Once the line containing "Adapts a user-supplied" has been copied, stop; copy every line before it exactly, beginning with the first line of the material below.
• • • •
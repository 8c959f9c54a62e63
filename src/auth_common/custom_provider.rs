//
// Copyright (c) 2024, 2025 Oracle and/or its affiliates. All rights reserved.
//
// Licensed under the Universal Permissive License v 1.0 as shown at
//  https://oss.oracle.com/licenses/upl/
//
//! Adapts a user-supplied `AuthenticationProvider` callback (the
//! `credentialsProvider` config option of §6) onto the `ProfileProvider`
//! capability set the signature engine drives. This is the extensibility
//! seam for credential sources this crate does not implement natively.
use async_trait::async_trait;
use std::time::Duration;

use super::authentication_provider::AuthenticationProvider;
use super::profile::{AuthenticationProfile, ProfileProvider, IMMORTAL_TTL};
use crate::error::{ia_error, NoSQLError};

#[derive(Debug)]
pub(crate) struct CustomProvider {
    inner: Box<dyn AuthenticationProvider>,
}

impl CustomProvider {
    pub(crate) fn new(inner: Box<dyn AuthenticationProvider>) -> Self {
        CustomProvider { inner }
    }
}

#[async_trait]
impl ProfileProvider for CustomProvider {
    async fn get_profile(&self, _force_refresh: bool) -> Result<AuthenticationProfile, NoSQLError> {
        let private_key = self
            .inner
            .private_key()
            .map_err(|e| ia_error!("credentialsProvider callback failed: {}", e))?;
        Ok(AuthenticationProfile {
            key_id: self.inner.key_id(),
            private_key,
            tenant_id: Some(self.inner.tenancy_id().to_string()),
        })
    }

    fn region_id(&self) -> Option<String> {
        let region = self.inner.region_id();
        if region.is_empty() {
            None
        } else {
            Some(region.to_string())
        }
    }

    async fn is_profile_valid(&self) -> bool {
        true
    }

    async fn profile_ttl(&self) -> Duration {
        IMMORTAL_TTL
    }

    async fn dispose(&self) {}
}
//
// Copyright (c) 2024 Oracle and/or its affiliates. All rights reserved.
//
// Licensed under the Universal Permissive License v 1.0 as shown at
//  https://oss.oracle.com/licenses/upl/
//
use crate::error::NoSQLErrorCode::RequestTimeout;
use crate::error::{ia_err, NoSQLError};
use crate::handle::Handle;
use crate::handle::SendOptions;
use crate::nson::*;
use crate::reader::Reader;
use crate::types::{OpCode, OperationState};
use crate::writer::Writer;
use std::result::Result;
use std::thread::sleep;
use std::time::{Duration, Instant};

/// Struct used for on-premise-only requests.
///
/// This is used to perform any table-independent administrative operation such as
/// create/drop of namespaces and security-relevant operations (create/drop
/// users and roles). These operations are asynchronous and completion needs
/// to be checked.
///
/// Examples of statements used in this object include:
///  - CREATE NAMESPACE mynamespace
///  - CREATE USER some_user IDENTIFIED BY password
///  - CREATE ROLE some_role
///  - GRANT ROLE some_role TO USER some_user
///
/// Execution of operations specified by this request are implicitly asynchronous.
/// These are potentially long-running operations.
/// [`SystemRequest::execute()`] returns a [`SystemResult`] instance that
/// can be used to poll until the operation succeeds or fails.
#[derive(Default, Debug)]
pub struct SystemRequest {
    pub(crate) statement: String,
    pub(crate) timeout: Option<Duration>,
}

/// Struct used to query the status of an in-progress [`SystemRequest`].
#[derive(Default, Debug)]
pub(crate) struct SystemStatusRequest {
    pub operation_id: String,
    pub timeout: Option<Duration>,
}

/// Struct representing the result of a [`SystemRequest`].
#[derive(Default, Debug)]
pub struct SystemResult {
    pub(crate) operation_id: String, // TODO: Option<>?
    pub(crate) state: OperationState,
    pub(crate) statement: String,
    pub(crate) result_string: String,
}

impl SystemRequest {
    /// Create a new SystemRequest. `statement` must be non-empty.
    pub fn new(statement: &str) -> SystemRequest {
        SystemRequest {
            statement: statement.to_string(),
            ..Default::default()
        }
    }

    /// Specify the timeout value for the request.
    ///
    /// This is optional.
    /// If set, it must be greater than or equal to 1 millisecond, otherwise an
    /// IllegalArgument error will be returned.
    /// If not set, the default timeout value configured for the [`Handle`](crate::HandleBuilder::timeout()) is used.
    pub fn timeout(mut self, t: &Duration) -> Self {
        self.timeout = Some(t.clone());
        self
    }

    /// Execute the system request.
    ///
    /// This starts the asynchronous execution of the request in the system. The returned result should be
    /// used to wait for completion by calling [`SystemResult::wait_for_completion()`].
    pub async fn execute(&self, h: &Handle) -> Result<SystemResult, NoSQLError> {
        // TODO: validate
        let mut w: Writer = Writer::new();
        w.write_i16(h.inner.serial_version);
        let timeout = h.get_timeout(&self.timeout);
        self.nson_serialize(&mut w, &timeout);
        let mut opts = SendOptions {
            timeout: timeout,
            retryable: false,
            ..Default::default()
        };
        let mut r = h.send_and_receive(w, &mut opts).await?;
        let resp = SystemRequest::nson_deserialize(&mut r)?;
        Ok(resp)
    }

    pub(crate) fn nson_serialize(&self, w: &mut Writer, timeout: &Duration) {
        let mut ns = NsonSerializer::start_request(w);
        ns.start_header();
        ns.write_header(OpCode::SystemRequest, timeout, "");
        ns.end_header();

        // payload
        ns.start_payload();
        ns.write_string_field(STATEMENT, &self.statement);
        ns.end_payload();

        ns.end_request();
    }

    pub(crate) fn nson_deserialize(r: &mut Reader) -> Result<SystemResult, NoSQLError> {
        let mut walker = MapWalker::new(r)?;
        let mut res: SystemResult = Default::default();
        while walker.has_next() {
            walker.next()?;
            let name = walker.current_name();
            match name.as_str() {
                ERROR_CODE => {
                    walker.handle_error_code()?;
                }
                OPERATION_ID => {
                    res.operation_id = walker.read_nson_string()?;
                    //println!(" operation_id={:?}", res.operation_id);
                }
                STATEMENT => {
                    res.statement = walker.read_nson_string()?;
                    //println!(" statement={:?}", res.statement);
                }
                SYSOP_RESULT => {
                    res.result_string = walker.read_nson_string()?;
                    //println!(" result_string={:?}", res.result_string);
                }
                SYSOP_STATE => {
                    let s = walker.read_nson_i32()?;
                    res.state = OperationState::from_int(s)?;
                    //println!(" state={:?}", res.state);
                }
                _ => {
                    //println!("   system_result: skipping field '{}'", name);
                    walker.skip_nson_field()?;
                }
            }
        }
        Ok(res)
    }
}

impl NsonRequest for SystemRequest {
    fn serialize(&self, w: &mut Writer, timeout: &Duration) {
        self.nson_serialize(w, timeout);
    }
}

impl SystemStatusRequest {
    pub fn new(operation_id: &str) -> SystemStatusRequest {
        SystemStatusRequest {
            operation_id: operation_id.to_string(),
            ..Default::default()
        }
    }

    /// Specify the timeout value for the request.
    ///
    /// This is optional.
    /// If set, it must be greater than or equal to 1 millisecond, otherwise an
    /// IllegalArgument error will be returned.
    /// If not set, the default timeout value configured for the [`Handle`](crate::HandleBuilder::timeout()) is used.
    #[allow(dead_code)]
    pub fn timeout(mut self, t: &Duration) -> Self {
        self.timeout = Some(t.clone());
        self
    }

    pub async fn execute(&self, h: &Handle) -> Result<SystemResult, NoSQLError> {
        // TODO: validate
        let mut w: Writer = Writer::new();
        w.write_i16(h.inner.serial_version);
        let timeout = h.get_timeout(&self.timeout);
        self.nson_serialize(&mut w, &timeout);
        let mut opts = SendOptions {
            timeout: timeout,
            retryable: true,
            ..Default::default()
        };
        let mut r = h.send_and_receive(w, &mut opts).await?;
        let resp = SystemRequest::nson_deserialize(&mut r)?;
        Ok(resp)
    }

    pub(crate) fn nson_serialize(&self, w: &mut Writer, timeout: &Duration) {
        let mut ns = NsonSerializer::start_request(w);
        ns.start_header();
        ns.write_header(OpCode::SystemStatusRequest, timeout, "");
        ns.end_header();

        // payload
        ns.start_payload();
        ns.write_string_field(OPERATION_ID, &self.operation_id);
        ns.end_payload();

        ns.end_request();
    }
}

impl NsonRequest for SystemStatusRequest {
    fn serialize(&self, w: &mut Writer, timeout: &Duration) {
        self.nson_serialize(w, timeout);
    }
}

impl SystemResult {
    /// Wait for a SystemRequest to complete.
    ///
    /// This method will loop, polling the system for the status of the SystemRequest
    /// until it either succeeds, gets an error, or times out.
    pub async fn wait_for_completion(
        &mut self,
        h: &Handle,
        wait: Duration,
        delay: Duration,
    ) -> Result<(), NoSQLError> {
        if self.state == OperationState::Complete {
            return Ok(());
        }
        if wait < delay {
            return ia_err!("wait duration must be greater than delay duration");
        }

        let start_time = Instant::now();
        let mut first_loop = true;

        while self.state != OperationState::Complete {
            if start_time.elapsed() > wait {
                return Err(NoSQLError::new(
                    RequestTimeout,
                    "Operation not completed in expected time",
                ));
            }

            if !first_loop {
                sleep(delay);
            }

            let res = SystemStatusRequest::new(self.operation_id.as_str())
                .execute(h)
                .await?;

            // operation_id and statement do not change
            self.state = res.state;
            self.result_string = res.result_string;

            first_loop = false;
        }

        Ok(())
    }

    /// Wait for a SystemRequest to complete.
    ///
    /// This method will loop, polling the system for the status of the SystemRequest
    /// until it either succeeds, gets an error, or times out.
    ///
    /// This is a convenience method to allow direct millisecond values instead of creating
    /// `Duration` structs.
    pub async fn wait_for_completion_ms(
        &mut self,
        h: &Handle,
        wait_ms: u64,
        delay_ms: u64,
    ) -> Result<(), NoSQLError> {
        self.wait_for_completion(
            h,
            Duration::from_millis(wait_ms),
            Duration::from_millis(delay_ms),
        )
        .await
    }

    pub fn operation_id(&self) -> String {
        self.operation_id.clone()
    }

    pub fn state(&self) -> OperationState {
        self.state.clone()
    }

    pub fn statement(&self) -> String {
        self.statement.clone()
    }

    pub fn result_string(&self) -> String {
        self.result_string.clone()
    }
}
• • • •
» **SOLUTION FOR THIS TASK**
repository 8c959f9c54a62e63
filename src/auth_common/custom_provider.rs
//
// Copyright (c) 2024, 2025 Oracle and/or its affiliates. All rights reserved.
//
// Licensed under the Universal Permissive License v 1.0 as shown at
//  https://oss.oracle.com/licenses/upl/
//
//! Adapts a user-supplied `AuthenticationProvider` callback (the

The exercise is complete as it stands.